Last Updated on August 20, 2019
With the recent attack on the Babylon Bee by the supposed “fact-checking” site, we at the National File thought we should flashback to this story from December last year.
Several workers at Snopes became dismayed with the actions of Facebook, claiming that the social media giant “does not care about facts”, and that they were being paid to push “propaganda.”
Facebook partners with various “fact-checking” websites, like Snopes and Politifact, to debunk any “fake news” that appears on their site. You may have seen them before – they crop up just below a “debunked” post with a link to an article explain why what you just read wasn’t true. However, these sites are extremely partisan; it has been proven time and time again that they unduly target conservatives, often just for memes, and even genuine satirical websites, such as the Babylon Bee.
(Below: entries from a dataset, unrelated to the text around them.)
//! Integration tests for the offline mutation queue.
//!
//! Operations recorded while the API is unreachable or failing must be
//! replayed exactly once, in the order they were recorded.

#![allow(clippy::unwrap_used)]

use basket_client::ClientContext;
use basket_client::cart::{CartCommand, SyncOutcome};
use basket_integration_tests::{MockApi, test_config, unreachable_api_url};
use serde_json::{Value, json};

fn labels(commands: &[Value]) -> Vec<&str> {
    commands
        .iter()
        .map(|c| c["label"].as_str().unwrap())
        .collect()
}

async fn enqueue(ctx: &ClientContext, action: &str, label: &str) {
    ctx.sync()
        .enqueue("POST", "/cart", json!({ "action": action, "label": label }))
        .await
        .unwrap();
}

#[tokio::test]
async fn test_unreachable_api_queues_and_persists() {
    let url = unreachable_api_url().await;
    let dir = tempfile::tempdir().unwrap();

    let ctx = ClientContext::start(test_config(&url, dir.path())).await.unwrap();
    let outcome = ctx.cart_sync().push(&CartCommand::Clear).await.unwrap();
    let SyncOutcome::Queued(id) = outcome else {
        panic!("expected the command to be queued, got {outcome:?}");
    };
    ctx.shutdown().await;

    let ctx = ClientContext::start(test_config(&url, dir.path())).await.unwrap();
    let pending = ctx.sync().pending().await.unwrap();
    assert_eq!(pending.len(), 1);
    assert_eq!(pending[0].id, id);
    assert_eq!(pending[0].method, "POST");
    assert_eq!(pending[0].endpoint, "/cart");
    assert_eq!(pending[0].payload["action"], "clear");

    // Still unreachable: the drain halts and keeps the operation.
    let report = ctx.sync().request_sync().await.unwrap();
    assert!(report.halted);
    assert_eq!(report.replayed, 0);
    assert_eq!(report.remaining, 1);
    ctx.shutdown().await;
}

#[tokio::test]
async fn test_replay_in_order_after_transient_failure() {
    let api = MockApi::start().await;
    let dir = tempfile::tempdir().unwrap();
    let ctx = ClientContext::start(api.config(dir.path())).await.unwrap();

    enqueue(&ctx, "addItem", "A").await;
    enqueue(&ctx, "addItem", "B").await;
    enqueue(&ctx, "addItem", "C").await;

    api.set_cart_unavailable(true);
    let report = ctx.sync().request_sync().await.unwrap();
    assert!(report.halted);
    assert_eq!(report.remaining, 3);
    assert!(api.cart_commands().is_empty());

    api.set_cart_unavailable(false);
    let report = ctx.sync().request_sync().await.unwrap();
    assert!(!report.halted);
    assert_eq!(report.replayed, 3);
    assert_eq!(report.remaining, 0);
    assert_eq!(labels(&api.cart_commands()), vec!["A", "B", "C"]);

    // Nothing is replayed twice.
    let report = ctx.sync().request_sync().await.unwrap();
    assert_eq!(report.replayed, 0);
    assert_eq!(api.cart_commands().len(), 3);

    ctx.shutdown().await;
}

#[tokio::test]
async fn test_permanently_rejected_operation_is_dead_lettered() {
    let api = MockApi::start().await;
    let dir = tempfile::tempdir().unwrap();
    let mut config = api.config(dir.path());
    config.sync.max_attempts = 2;
    let ctx = ClientContext::start(config).await.unwrap();

    api.reject_cart_action("removeItem");
    enqueue(&ctx, "removeItem", "A").await;
    enqueue(&ctx, "addItem", "B").await;
    enqueue(&ctx, "addItem", "C").await;

    // First rejection counts an attempt and holds the line.
    let report = ctx.sync().request_sync().await.unwrap();
    assert!(report.halted);
    assert_eq!(report.remaining, 3);
    assert_eq!(ctx.sync().pending().await.unwrap()[0].attempts, 1);

    let report = ctx.sync().request_sync().await.unwrap();
    assert_eq!(report.dead_lettered, 1);
    assert_eq!(report.replayed, 2);
    assert_eq!(report.remaining, 0);
    assert_eq!(labels(&api.cart_commands()), vec!["B", "C"]);

    ctx.shutdown().await;
}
In an interview with the Guardian, Brooke Binkowski, a former managing editor of Snopes, vented her frustrations with Facebook:
They’ve essentially used us for crisis PR…They’re not taking anything seriously. They are more interested in making themselves look good and passing the buck… They clearly don’t care.
Binkowski said that they were “thrown under the bus at every opportunity” by Facebook. When she realised that they were being forced to prioritise the correction of “misinformation” that affected Facebook’s advertisers, she was outraged. “You’re not doing journalism any more. You’re doing propaganda,” she said.
Another former Snopes employee, Kim LaCapria actually left the site because of the disgust she felt with the partnership with Facebook. She said it “felt really gross” to find out that Snopes was being payed by Facebook. “Facebook has one mission and factchecking websites should have a completely different mission,” she continued.
LaCapria also claimed that workers were not able to debunk falsehoods that Facebook were propagating. “We knew that if anything involved Facebook it was at risk of being compromised,” she recalled. “Most of us feel it’s more trouble than it’s worth.”
Jay Greenberg of Neon Nettle explained that the way the “fact-checking” is done only adds to the problem:
If a post goes viral on social media, and Snopes says that it’s “false,” then it will be flagged as so and Facebook will place a link to the “fact-check,” thus driving more traffic and revenue to Snopes.Due to this arrangement, it adds a clear incentive to mark a viral news story as false rather than confirming lesser-known facts as true.